Supplied material:
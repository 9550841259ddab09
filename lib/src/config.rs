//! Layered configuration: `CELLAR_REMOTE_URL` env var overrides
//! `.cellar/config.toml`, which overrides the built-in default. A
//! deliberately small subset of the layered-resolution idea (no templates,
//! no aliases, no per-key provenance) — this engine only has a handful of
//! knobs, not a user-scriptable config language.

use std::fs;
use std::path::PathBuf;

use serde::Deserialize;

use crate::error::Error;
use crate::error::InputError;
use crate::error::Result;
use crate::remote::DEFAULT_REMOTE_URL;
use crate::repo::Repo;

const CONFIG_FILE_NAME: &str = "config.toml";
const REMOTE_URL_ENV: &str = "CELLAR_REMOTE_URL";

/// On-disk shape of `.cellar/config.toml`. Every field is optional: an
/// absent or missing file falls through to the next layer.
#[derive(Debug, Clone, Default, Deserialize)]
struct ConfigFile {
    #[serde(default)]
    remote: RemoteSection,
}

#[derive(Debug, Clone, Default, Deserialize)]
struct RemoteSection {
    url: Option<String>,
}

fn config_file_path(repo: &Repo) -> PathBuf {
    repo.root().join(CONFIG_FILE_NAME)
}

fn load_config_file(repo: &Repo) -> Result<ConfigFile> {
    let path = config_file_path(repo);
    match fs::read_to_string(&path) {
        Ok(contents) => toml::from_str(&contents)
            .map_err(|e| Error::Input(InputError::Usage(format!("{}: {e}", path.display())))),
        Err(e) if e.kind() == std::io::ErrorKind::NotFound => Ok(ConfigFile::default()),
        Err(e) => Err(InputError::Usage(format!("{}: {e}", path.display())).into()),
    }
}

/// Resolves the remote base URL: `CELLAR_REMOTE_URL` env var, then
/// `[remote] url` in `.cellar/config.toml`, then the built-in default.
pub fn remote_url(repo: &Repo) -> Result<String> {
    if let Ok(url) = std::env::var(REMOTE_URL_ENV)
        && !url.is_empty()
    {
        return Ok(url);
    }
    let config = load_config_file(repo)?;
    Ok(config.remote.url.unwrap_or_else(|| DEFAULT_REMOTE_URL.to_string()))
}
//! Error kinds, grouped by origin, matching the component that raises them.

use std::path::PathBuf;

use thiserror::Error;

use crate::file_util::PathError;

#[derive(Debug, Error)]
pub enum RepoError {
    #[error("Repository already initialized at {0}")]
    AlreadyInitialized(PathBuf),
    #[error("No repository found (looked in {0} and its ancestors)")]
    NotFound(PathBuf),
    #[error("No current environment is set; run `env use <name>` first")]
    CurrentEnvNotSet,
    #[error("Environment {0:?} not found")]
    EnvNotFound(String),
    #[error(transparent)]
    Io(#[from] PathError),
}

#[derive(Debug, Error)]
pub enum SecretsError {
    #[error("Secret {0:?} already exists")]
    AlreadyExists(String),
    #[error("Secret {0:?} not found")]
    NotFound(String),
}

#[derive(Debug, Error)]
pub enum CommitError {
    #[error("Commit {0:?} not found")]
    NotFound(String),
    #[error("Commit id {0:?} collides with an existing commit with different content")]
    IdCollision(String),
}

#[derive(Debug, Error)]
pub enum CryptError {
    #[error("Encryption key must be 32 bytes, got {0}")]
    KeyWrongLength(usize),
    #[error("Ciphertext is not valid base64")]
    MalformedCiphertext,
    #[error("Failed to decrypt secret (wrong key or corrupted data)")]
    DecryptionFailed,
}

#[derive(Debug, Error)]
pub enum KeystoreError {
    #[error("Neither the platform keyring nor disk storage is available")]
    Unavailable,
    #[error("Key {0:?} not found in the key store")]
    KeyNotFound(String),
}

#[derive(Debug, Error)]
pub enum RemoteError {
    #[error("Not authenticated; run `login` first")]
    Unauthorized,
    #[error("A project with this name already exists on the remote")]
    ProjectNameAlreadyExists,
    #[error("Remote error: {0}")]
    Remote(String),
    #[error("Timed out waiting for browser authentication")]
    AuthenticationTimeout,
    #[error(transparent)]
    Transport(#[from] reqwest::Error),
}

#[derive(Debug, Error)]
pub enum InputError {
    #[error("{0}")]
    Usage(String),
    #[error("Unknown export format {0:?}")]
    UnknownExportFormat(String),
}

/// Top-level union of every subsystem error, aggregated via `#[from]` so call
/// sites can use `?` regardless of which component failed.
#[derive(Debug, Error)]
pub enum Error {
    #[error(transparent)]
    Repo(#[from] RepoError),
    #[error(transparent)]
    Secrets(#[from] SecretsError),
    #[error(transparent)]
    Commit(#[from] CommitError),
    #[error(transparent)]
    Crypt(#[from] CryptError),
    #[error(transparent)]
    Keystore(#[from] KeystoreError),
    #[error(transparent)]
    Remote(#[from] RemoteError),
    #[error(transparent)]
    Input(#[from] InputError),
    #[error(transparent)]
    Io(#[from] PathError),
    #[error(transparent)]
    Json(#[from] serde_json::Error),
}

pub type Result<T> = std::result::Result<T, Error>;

The problem: Return the lines above precisely as they appear, beginning at the first line and ending at the line with "use crate::error::InputError;", and nothing after it.

Solution to this exercise:
repository 9550841259ddab09
filename lib/src/config.rs
//! Layered configuration: `CELLAR_REMOTE_URL` env var overrides
//! `.cellar/config.toml`, which overrides the built-in default. A
//! deliberately small subset of the layered-resolution idea (no templates,
//! no aliases, no per-key provenance) — this engine only has a handful of
//! knobs, not a user-scriptable config language.

use std::fs;
use std::path::PathBuf;

use serde::Deserialize;

use crate::error::Error;
use crate::error::InputError;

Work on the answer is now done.